I was making several reservations for an upcoming move and accidently made an advanced purchase reservation for a Marriott Courtyard. I had been searching for a AAA rate and noticed a lower rate under the 'standard rate' tab. I booked the room not noticing that is was advance purchase. I would not expect to find an advance purchase rate under the 'standard rate' tab. Today I wanted to modify the reservation and only then realized the problem. Since the rate specified that it could be changed the next day, I called customer care to have it cancelled. It turns out that I was 1 hour over the 24 hr.limit (rate doesn't specify 24 hr, only next day). The platinum customer care supervisor indicated that since I was 1 hour over the time limit, only the hotel is able to cancel the reservation so I have to wait for the hotel's reply. In the past, Marriott customer care would have cancelled this for a lifetime platinum customer without a problem (unless it was a frequent occurrence). I suggest that advance purchase rates be listed under a special tab or for special rates rather than 'standard' rates, and am very disappointed in the lack of flexibility they have in situations where a loyal customer makes an honest mistake and tries to correct it. It is becoming more clear that they no longer care about their most loyal customers.
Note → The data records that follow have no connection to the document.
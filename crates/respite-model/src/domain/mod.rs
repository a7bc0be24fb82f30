mod kv;
pub use kv::KeyValue;

mod flag;
pub use flag::Flag;

mod duration;
pub use duration::{DurationError, format_duration, parse_duration};

pub mod constants;
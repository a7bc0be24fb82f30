mod format;
pub use format::LoggerFormat;

mod level;
pub use level::LoggerLevel;

mod timer;
pub use timer::LoggerTimer;

mod timezone;
pub use timezone::{LoggerTimeZone, init_local_offset};
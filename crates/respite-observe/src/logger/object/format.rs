use std::{fmt, str::FromStr};

use serde::{Deserialize, Deserializer, Serialize, Serializer};

use crate::logger::LoggerError;

/// Output format for the logger.
#[derive(Debug, Clone, Copy, Default, PartialEq, Eq)]
#[non_exhaustive]
pub enum LoggerFormat {
    /// Human-readable lines, colored on a terminal.
    #[default]
    Text,
    /// One JSON object per event.
    Json,
    /// systemd-journald (Linux only).
    Journald,
}

impl FromStr for LoggerFormat {
    type Err = LoggerError;
    fn from_str(s: &str) -> Result<Self, Self::Err> {
        match s.trim().to_ascii_lowercase().as_str() {
            "text" => Ok(Self::Text),
            "json" => Ok(Self::Json),
            "journald" | "journal" => {
                if cfg!(target_os = "linux") {
                    Ok(Self::Journald)
                } else {
                    Err(LoggerError::JournaldNotSupported)
                }
            }
            _ => Err(LoggerError::InvalidFormat(s.to_string())),
        }
    }
}

impl fmt::Display for LoggerFormat {
    fn fmt(&self, f: &mut fmt::Formatter<'_>) -> fmt::Result {
        f.write_str(match self {
            LoggerFormat::Text => "text",
            LoggerFormat::Json => "json",
            LoggerFormat::Journald => "journald",
        })
    }
}

impl Serialize for LoggerFormat {
    fn serialize<S>(&self, serializer: S) -> Result<S::Ok, S::Error>
    where
        S: Serializer,
    {
        serializer.collect_str(self)
    }
}

impl<'de> Deserialize<'de> for LoggerFormat {
    fn deserialize<D>(deserializer: D) -> Result<Self, D::Error>
    where
        D: Deserializer<'de>,
    {
        let s = String::deserialize(deserializer)?;
        s.parse().map_err(serde::de::Error::custom)
    }
}
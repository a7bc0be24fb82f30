use time::Duration;

/// Immutable description of a backoff policy.
///
/// A `StrategyConfig` is plain data: it is built once (directly, through the `with_*`
/// helpers, or by parsing text) and then shared read-only by any number of iterators.
///
/// Zero values mean "no bound":
/// - `max_delay == 0` — the per-attempt delay is not clamped;
/// - `growth_factor <= 1.0` — the delay does not grow;
/// - `max_total_duration == 0` — no cap on cumulative elapsed time.
///
/// `max_attempts` distinguishes "absent" (`None`, unbounded) from an explicit cap.
/// With `Some(n)` the caller gets at most `max(n, 1)` attempts, the first one being
/// the caller's own immediate try.
///
/// # Example
/// ```
/// use respite_model::StrategyConfig;
/// use time::Duration;
///
/// let cfg = StrategyConfig::new(Duration::milliseconds(100))
///     .with_max_delay(Duration::seconds(1))
///     .with_growth_factor(2.0)
///     .with_max_attempts(5);
///
/// assert_eq!(cfg.to_string(), "delay=100ms maxdelay=1s factor=2 maxcount=5");
/// ```
#[derive(Clone, Debug, Default, PartialEq)]
pub struct StrategyConfig {
    /// Delay used for the first wait; may be zero or negative (no wait).
    pub initial_delay: Duration,
    /// Upper clamp on the per-attempt delay, zero for unbounded.
    pub max_delay: Duration,
    /// Multiplier applied to the delay after each wait in exponential mode.
    pub growth_factor: f64,
    /// Hard cap on attempts, `None` for unbounded.
    pub max_attempts: Option<u32>,
    /// Hard cap on cumulative elapsed time, zero for unbounded.
    pub max_total_duration: Duration,
    /// Fixed-interval mode: every wait uses `initial_delay`.
    pub regular: bool,
}

impl StrategyConfig {
    /// Minimal strategy: constant `initial_delay`, no bounds.
    pub fn new(initial_delay: Duration) -> Self {
        Self {
            initial_delay,
            ..Self::default()
        }
    }

    pub fn with_max_delay(self, max_delay: Duration) -> Self {
        Self { max_delay, ..self }
    }

    /// Sets the growth factor; NaN and negative values mean "no growth" and are stored as `0.0`.
    pub fn with_growth_factor(self, growth_factor: f64) -> Self {
        let growth_factor = if growth_factor >= 0.0 {
            growth_factor
        } else {
            0.0
        };
        Self {
            growth_factor,
            ..self
        }
    }

    pub fn with_max_attempts(self, max_attempts: u32) -> Self {
        Self {
            max_attempts: Some(max_attempts),
            ..self
        }
    }

    pub fn with_max_total_duration(self, max_total_duration: Duration) -> Self {
        Self {
            max_total_duration,
            ..self
        }
    }

    pub fn with_regular(self, regular: bool) -> Self {
        Self { regular, ..self }
    }

    /// Whether delays grow between attempts.
    #[inline]
    pub fn grows(&self) -> bool {
        !self.regular && self.growth_factor > 1.0
    }

    /// Clamps a delay to [`StrategyConfig::max_delay`] when that cap is set.
    #[inline]
    pub fn clamp_delay(&self, delay: Duration) -> Duration {
        if self.max_delay.is_positive() && delay > self.max_delay {
            self.max_delay
        } else {
            delay
        }
    }

    /// Delay that follows `current` in exponential mode.
    ///
    /// Growth saturates instead of overflowing, and is capped at `max_delay`
    /// so the stored delay never runs away.
    pub fn grow_delay(&self, current: Duration) -> Duration {
        if !self.grows() {
            return current;
        }
        let next = Duration::saturating_seconds_f64(current.as_seconds_f64() * self.growth_factor);
        self.clamp_delay(next)
    }
}
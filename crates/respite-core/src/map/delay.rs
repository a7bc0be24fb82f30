use std::time::Duration as StdDuration;

use time::Duration;

/// Converts a signed policy delay into something a timer can sleep for.
///
/// Zero and negative delays map to [`StdDuration::ZERO`].
pub fn to_sleep_duration(d: Duration) -> StdDuration {
    StdDuration::try_from(d).unwrap_or(StdDuration::ZERO)
}

/// Converts a measured elapsed time into the policy's signed domain, saturating at [`Duration::MAX`].
pub fn to_signed_duration(d: StdDuration) -> Duration {
    Duration::try_from(d).unwrap_or(Duration::MAX)
}
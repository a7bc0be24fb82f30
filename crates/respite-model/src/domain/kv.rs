use crate::error::{ModelError, ModelResult};

/// A single `key=value` token borrowed from strategy text.
///
/// The key is everything before the first `=`, the value everything after it.
/// Neither side is trimmed; tokens are expected to be whitespace-free.
#[derive(Debug, Clone, Copy, PartialEq, Eq)]
pub struct KeyValue<'a> {
    key: &'a str,
    value: &'a str,
}

impl<'a> KeyValue<'a> {
    /// Create a new key–value pair.
    pub fn new(key: &'a str, value: &'a str) -> Self {
        Self { key, value }
    }

    /// Split a `key=value` token.
    ///
    /// Fails with [`ModelError::MalformedToken`] if there is no `=` or the key is empty.
    pub fn parse(token: &'a str) -> ModelResult<Self> {
        match token.split_once('=') {
            Some((key, value)) if !key.is_empty() => Ok(Self { key, value }),
            _ => Err(ModelError::MalformedToken(token.to_string())),
        }
    }

    /// Get the key.
    pub fn key(&self) -> &'a str {
        self.key
    }

    /// Get the value.
    pub fn value(&self) -> &'a str {
        self.value
    }
}
mod config;
pub use config::StrategyConfig;

mod parse;
pub use parse::parse_strategy;
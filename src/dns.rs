//! DNS provisioner: the single idempotent CNAME operation that makes a
//! managed subdomain resolve to the storage website endpoint.
//!
//! Thin by design. "Already exists" on create and "already gone" on
//! remove are normalised to success so both operations are safely
//! re-runnable. Only managed subdomains ever reach this module; custom
//! domains are left to their owners.

use async_trait::async_trait;
use serde::Deserialize;
use tracing::{debug, info};

use crate::contract::{BackendError, DnsProvider, DnsRecord, NewDnsRecord};
use crate::error::DnsError;

/// Ensures or removes the CNAME for a site through a [`DnsProvider`].
pub struct Provisioner<D> {
    client: D,
    /// Target host for the CNAME, e.g. the storage website endpoint.
    endpoint_host: String,
}

impl<D: DnsProvider> Provisioner<D> {
    pub fn new(client: D, endpoint_host: impl Into<String>) -> Self {
        Self {
            client,
            endpoint_host: endpoint_host.into(),
        }
    }

    /// Create the CNAME `label -> endpoint host`, proxied at the edge.
    /// A backend report that the record already exists is success.
    pub async fn ensure_cname(&self, label: &str) -> Result<(), DnsError> {
        let req = NewDnsRecord {
            record_type: "CNAME",
            name: label,
            content: &self.endpoint_host,
            proxied: true,
        };
        match self.client.create_record(req).await {
            Ok(record) => {
                info!(label, target = %record.content, "created CNAME record");
                Ok(())
            }
            Err(e) if e.to_string().to_ascii_lowercase().contains("already exists") => {
                debug!(label, "CNAME record already exists");
                Ok(())
            }
            Err(e) => Err(DnsError(format!("create CNAME for '{label}': {e}"))),
        }
    }

    /// Delete the record matching `fqdn` exactly. Zero matches is
    /// success (already gone); otherwise the first match is deleted.
    pub async fn remove_cname(&self, fqdn: &str) -> Result<(), DnsError> {
        let records = self
            .client
            .find_records(fqdn)
            .await
            .map_err(|e| DnsError(format!("lookup records for '{fqdn}': {e}")))?;

        let Some(record) = records.first() else {
            debug!(fqdn, "no DNS record to remove");
            return Ok(());
        };

        self.client
            .delete_record(&record.id)
            .await
            .map_err(|e| DnsError(format!("delete record '{}': {e}", record.id)))?;
        info!(fqdn, id = %record.id, "removed CNAME record");
        Ok(())
    }
}

/// Cloudflare-backed [`DnsProvider`] over the v4 JSON API.
pub struct CloudflareDns {
    http: reqwest::Client,
    api_token: String,
    zone_id: String,
    base_url: String,
}

#[derive(Deserialize)]
struct ApiEnvelope<T> {
    success: bool,
    #[serde(default)]
    errors: Vec<ApiErrorBody>,
    result: Option<T>,
}

#[derive(Deserialize)]
struct ApiErrorBody {
    code: i64,
    message: String,
}

#[derive(Deserialize)]
struct ApiRecord {
    id: String,
    #[serde(rename = "type")]
    record_type: String,
    name: String,
    content: String,
}

impl From<ApiRecord> for DnsRecord {
    fn from(r: ApiRecord) -> Self {
        DnsRecord {
            id: r.id,
            record_type: r.record_type,
            name: r.name,
            content: r.content,
        }
    }
}

impl CloudflareDns {
    pub fn new(api_token: impl Into<String>, zone_id: impl Into<String>) -> Self {
        Self {
            http: reqwest::Client::new(),
            api_token: api_token.into(),
            zone_id: zone_id.into(),
            base_url: "https://api.cloudflare.com/client/v4".into(),
        }
    }

    /// Construct from `CLOUDFLARE_API_TOKEN` and `CLOUDFLARE_ZONE_ID`,
    /// loading a `.env` file if present.
    pub fn new_from_env() -> Result<Self, BackendError> {
        dotenvy::dotenv().ok();
        let api_token = std::env::var("CLOUDFLARE_API_TOKEN")?;
        let zone_id = std::env::var("CLOUDFLARE_ZONE_ID")?;
        Ok(Self::new(api_token, zone_id))
    }

    fn records_url(&self) -> String {
        format!("{}/zones/{}/dns_records", self.base_url, self.zone_id)
    }

    fn unwrap_envelope<T>(envelope: ApiEnvelope<T>) -> Result<T, BackendError> {
        if !envelope.success {
            let messages: Vec<String> = envelope
                .errors
                .iter()
                .map(|e| format!("{} (code {})", e.message, e.code))
                .collect();
            return Err(format!("cloudflare API error: {}", messages.join("; ")).into());
        }
        envelope
            .result
            .ok_or_else(|| "cloudflare API returned success without a result".into())
    }
}

#[async_trait]
impl DnsProvider for CloudflareDns {
    async fn create_record<'a>(&self, req: NewDnsRecord<'a>) -> Result<DnsRecord, BackendError> {
        let body = serde_json::json!({
            "type": req.record_type,
            "name": req.name,
            "content": req.content,
            "proxied": req.proxied,
        });
        let envelope: ApiEnvelope<ApiRecord> = self
            .http
            .post(self.records_url())
            .bearer_auth(&self.api_token)
            .json(&body)
            .send()
            .await?
            .json()
            .await?;
        Ok(Self::unwrap_envelope(envelope)?.into())
    }

    async fn find_records(&self, name: &str) -> Result<Vec<DnsRecord>, BackendError> {
        let envelope: ApiEnvelope<Vec<ApiRecord>> = self
            .http
            .get(self.records_url())
            .bearer_auth(&self.api_token)
            .query(&[("name", name)])
            .send()
            .await?
            .json()
            .await?;
        let records = Self::unwrap_envelope(envelope)?;
        Ok(records.into_iter().map(Into::into).collect())
    }

    async fn delete_record(&self, id: &str) -> Result<(), BackendError> {
        let envelope: ApiEnvelope<serde_json::Value> = self
            .http
            .delete(format!("{}/{}", self.records_url(), id))
            .bearer_auth(&self.api_token)
            .send()
            .await?
            .json()
            .await?;
        Self::unwrap_envelope(envelope)?;
        Ok(())
    }
}
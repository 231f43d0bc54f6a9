//! Site and source data model, provider registry and globals preparation.
//!
//! A [`Site`] is the top-level published-website entity: one owner, one
//! public domain, free-form template globals and an ordered collection of
//! [`Source`]s. Sources carry a provider tag that selects a content-fetch
//! strategy; the tag is resolved against the registered plugin table at
//! render time, so an unknown tag is a configuration error, not a data
//! layer error.

use pulldown_cmark::{html, Parser};
use serde::{Deserialize, Serialize};
use serde_json::{Map, Value};
use tracing::debug;

use crate::error::ConfigError;

/// The top-level published-website entity.
#[derive(Debug, Clone, Serialize, Deserialize)]
pub struct Site {
    pub id: i64,
    pub owner: String,
    /// Public domain, unique across all sites (enforced by the data layer).
    pub domain: String,
    /// Template globals: title, description, navigation, theme fields.
    #[serde(default)]
    pub data: Map<String, Value>,
    #[serde(default)]
    pub sources: Vec<Source>,
}

/// One content contributor to a site's build.
#[derive(Debug, Clone, Serialize, Deserialize)]
pub struct Source {
    pub id: i64,
    /// Provider tag selecting a content-fetch/transform strategy,
    /// e.g. "url:markdown".
    pub provider: String,
    /// Provider-specific reference (a URL, a board id, ...).
    #[serde(default)]
    pub reference: String,
    /// Root path of this source within the generated tree.
    #[serde(default)]
    pub root: String,
    /// Provider-specific structured data (credentials, raw content, ...).
    #[serde(default)]
    pub data: Map<String, Value>,
}

impl Site {
    /// Returns the subdomain label when this site's domain is a direct
    /// subdomain of the platform's managed base hostname. Custom/external
    /// domains return `None` and bypass DNS provisioning entirely.
    pub fn managed_subdomain<'a>(&'a self, base_host: &str) -> Option<&'a str> {
        let suffix = format!(".{base_host}");
        self.domain
            .strip_suffix(suffix.as_str())
            .filter(|label| !label.is_empty() && !label.contains('.'))
    }
}

/// Resolve a provider tag to the renderer plugin that implements it.
/// Unknown tags are a fatal configuration error at render time.
pub fn plugin_for(provider: &str) -> Result<&'static str, ConfigError> {
    match provider {
        "url:html" | "url:markdown" => Ok("sitio-url"),
        "trello:list" => Ok("sitio-trello/list"),
        "evernote:note" => Ok("sitio-evernote/note"),
        other => Err(ConfigError::UnknownProvider(other.to_string())),
    }
}

/// Build the globals map handed to the renderer: defaults, overlaid with
/// the site's stored data, with the free-text fields run through the
/// Markdown transform and the computed root URL injected last. The root
/// URL always wins over any user-supplied value with the same key.
pub fn prepare_globals(site: &Site) -> Map<String, Value> {
    let mut globals = Map::new();
    globals.insert("name".into(), Value::String("unnamed".into()));
    globals.insert("description".into(), Value::String("~".into()));
    globals.insert("nav".into(), Value::Array(vec![]));
    globals.insert("aside".into(), Value::String(String::new()));
    globals.insert("footer".into(), Value::String(String::new()));
    globals.insert("includes".into(), Value::Array(vec![]));

    for (key, value) in &site.data {
        globals.insert(key.clone(), value.clone());
    }

    // Free-text fields are exposed as rendered HTML. Absent or non-string
    // values become the empty string instead of failing the render.
    for key in ["description", "aside", "footer"] {
        let rendered = match globals.get(key) {
            Some(Value::String(text)) => markdown_to_html(text),
            _ => String::new(),
        };
        globals.insert(key.into(), Value::String(rendered));
    }

    globals.insert(
        "rootURL".into(),
        Value::String(format!("https://{}", site.domain)),
    );

    debug!(domain = %site.domain, keys = globals.len(), "prepared renderer globals");
    globals
}

fn markdown_to_html(text: &str) -> String {
    let mut out = String::new();
    html::push_html(&mut out, Parser::new(text));
    out
}
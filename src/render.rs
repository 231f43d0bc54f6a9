//! Render invoker: materialise a site's generation manifest and run the
//! external renderer as a subprocess.
//!
//! The renderer (the `sitio` toolchain) is treated as an opaque tool: this
//! module expands the site's globals and sources into a `generate.js`
//! manifest inside the build directory, spawns the renderer against it and
//! relays the combined stdout/stderr line by line to an optional observer.
//! It does not buffer beyond that relay, except to keep a copy of the
//! output for error reporting.

use std::path::{Path, PathBuf};
use std::process::Stdio;

use serde_json::Value;
use tokio::io::{AsyncBufReadExt, AsyncRead, BufReader};
use tokio::process::Command;
use tokio::sync::mpsc;
use tracing::{debug, info, warn};

use crate::contract::Connection;
use crate::error::{ConfigError, RenderError};
use crate::site::{plugin_for, prepare_globals, Site};

/// Tera template for the generation script handed to the renderer.
/// The skeleton directory provides `body.js` and `head.js` next to it.
const GENERATE_TEMPLATE: &str = r#"const path = require('path')
const {init, end, generatePage, plug, copyStatic} = require('sitio')
const parallel = require('run-parallel')

init({{ globals | json_encode() }})

let tasks = {{ sources | json_encode() }}.map(({plugin, root, data}) => function (done) {
  plug(plugin, root, data, done)
})

parallel(
  tasks,
  (err, _) => {
    if (err) {
      console.log('error running one of the sources', err)
      return
    }

    copyStatic([
      '**/*.*(jpeg|jpg|png|svg|txt)'
    ])

    end()
  }
)
"#;

/// Invokes the external renderer for one publish attempt.
pub struct Renderer {
    /// Directory holding the renderer's body/head scripts; also the
    /// subprocess working directory.
    pub skeleton_dir: PathBuf,
    /// Path to the renderer executable.
    pub renderer_bin: PathBuf,
}

impl Renderer {
    pub fn new(skeleton_dir: impl Into<PathBuf>, renderer_bin: impl Into<PathBuf>) -> Self {
        Self {
            skeleton_dir: skeleton_dir.into(),
            renderer_bin: renderer_bin.into(),
        }
    }

    /// Render `site` into `<build_dir>/_site` and return that directory.
    ///
    /// Every subprocess output line is forwarded best-effort to
    /// `observer` while the renderer runs. On a non-zero exit the output
    /// subtree is invalid and must not be handed to the reconciler; the
    /// captured output travels with the error instead.
    pub async fn render(
        &self,
        site: &Site,
        build_dir: &Path,
        observer: Option<&dyn Connection>,
    ) -> Result<PathBuf, RenderError> {
        let manifest_path = build_dir.join("generate.js");
        let target_dir = build_dir.join("_site");

        let script = expand_manifest(site)?;
        std::fs::write(&manifest_path, script)?;
        debug!(manifest = %manifest_path.display(), "wrote generation manifest");

        info!(
            domain = %site.domain,
            renderer = %self.renderer_bin.display(),
            "starting renderer subprocess"
        );
        let mut child = Command::new(&self.renderer_bin)
            .arg(&manifest_path)
            .arg("--body=body.js")
            .arg("--helmet=head.js")
            .arg(format!("--target-dir={}", target_dir.display()))
            .current_dir(&self.skeleton_dir)
            .stdout(Stdio::piped())
            .stderr(Stdio::piped())
            .spawn()?;

        // Merge stdout and stderr into one ordered line stream and drain
        // it while the subprocess runs.
        let (tx, mut rx) = mpsc::channel::<String>(64);
        if let Some(stdout) = child.stdout.take() {
            tokio::spawn(relay_lines(stdout, tx.clone()));
        }
        if let Some(stderr) = child.stderr.take() {
            tokio::spawn(relay_lines(stderr, tx.clone()));
        }
        drop(tx);

        let mut captured = Vec::new();
        while let Some(line) = rx.recv().await {
            if let Some(conn) = observer {
                if let Err(e) = conn.send(&line).await {
                    warn!(error = ?e, "failed to forward renderer output to observer");
                }
            }
            captured.push(line);
        }

        let status = child.wait().await?;
        if !status.success() {
            return Err(RenderError::Subprocess {
                status: status.code(),
                output: captured.join("\n"),
            });
        }

        info!(domain = %site.domain, lines = captured.len(), "renderer finished");
        Ok(target_dir)
    }
}

/// Expand the generation manifest for `site`: globals plus one task entry
/// per source, with the provider tag resolved to its renderer plugin.
fn expand_manifest(site: &Site) -> Result<String, ConfigError> {
    let globals = prepare_globals(site);

    let mut entries = Vec::with_capacity(site.sources.len());
    for source in &site.sources {
        let plugin = plugin_for(&source.provider)?;
        let mut data = source.data.clone();
        data.insert("ref".into(), Value::String(source.reference.clone()));

        let mut entry = serde_json::Map::new();
        entry.insert("plugin".into(), Value::String(plugin.into()));
        entry.insert("root".into(), Value::String(source.root.clone()));
        entry.insert("data".into(), Value::Object(data));
        entries.push(Value::Object(entry));
    }

    let mut ctx = tera::Context::new();
    ctx.insert("globals", &Value::Object(globals));
    ctx.insert("sources", &Value::Array(entries));

    tera::Tera::one_off(GENERATE_TEMPLATE, &ctx, false)
        .map_err(|e| ConfigError::Manifest(e.to_string()))
}

async fn relay_lines<R>(stream: R, tx: mpsc::Sender<String>)
where
    R: AsyncRead + Unpin + Send + 'static,
{
    let mut lines = BufReader::new(stream).lines();
    while let Ok(Some(line)) = lines.next_line().await {
        if tx.send(line).await.is_err() {
            break;
        }
    }
}

#[cfg(test)]
mod tests {
    use super::*;
    use serde_json::json;
    use crate::site::Source;

    fn markdown_site() -> Site {
        let mut source_data = serde_json::Map::new();
        source_data.insert("url".into(), json!("https://example.com/posts.md"));
        Site {
            id: 7,
            owner: "alice".into(),
            domain: "blog.sitios.xyz".into(),
            data: serde_json::Map::new(),
            sources: vec![Source {
                id: 1,
                provider: "url:markdown".into(),
                reference: "posts".into(),
                root: "/".into(),
                data: source_data,
            }],
        }
    }

    #[test]
    fn manifest_embeds_globals_and_resolved_plugins() {
        let script = expand_manifest(&markdown_site()).unwrap();
        assert!(script.contains(r#""rootURL":"https://blog.sitios.xyz""#));
        assert!(script.contains(r#""plugin":"sitio-url""#));
        assert!(script.contains(r#""ref":"posts""#));
        assert!(script.contains("require('sitio')"));
    }

    #[test]
    fn manifest_fails_on_unknown_provider() {
        let mut site = markdown_site();
        site.sources[0].provider = "carrier:pigeon".into();
        let err = expand_manifest(&site).unwrap_err();
        assert!(matches!(err, ConfigError::UnknownProvider(_)));
    }
}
Hi Superchief, I have been caught by this once but in a different way. I needed to be sure that we could get a room after a long flight on a potentially busy day in Chicago. I took an advance purchase rate at an airport hotel as it looked the cheapest available. One of my buddies subsequently booked shortly before arrival and got a much cheaper rate than my advance rate. I am definitely convinced that these advance rates are not good deals. I never use them and, as GemP does, I reserve on a regular rate and then check and rebook closer to arrival if a much cheaper rate becomes available. The advance rates are generally only about $10 cheaper anyway.
I tried to replicate my reservation in order to determine whether I may have missed something during the reservation process. I searched for a AAA rate. I saw a lower rate listed on the 'standard rate' tab so I selected a room under that rate. When I selected a room at that rate, there was no warning that this was an advance purchase rate. The non-refundable message was in the fine print on the bottom of the page, where the cancellation policies are usually listed.
My greater concern is how I was treated when I called the cancellation desk. When I had checked my reservation online to make a change to the date, I noticed a notation that the non-refundable reservation can be changed within a day (no mention of 24 hr. limit). I knew that I had made the reservation one day ago, so I called the platinum desk. The first person I spoke with indicated he could not change it but passed me on to his supervisor. The supervisor quickly told me that he could not cancel it because I was calling 25 hours after making the reservation. I asked if he could make an exception because I was a lifetime platinum and had made an honest mistake, he said only the hotel could cancel it. He was rude and obviously not empathetic to my situation, and never expressed any appreciation or acknowledgement of my lifetime loyalty. If this is the new Marriott, I will take my business elsewhere.
That's what I've been hearing too. However, the Berlin Marriott, the advance purchase rate is $50/night cheaper than the standard rate! It's 195Euro advance purchase, versus 229Euro standard rate. Current last minute rates are at 349Euro/night. So, right now I have a reservation booked under the standard rate, debating whether or not it is indeed worth the risk of doing advanced purchase, but then again, I'm paranoid that the rate might drop later...
I fell for the same "trick" when making a reservation at the Renaissance LAX for an overnight layover in November. I didn't realize that it was an advanced purchase rate until the charge showed up on my credit card statement! Now I make it a point to read the rates VERY carefully when booking... unfortunately, should I decide to re-route my flight for better times, equipment, service, etc. then I'll lose out on that advance purchase rate...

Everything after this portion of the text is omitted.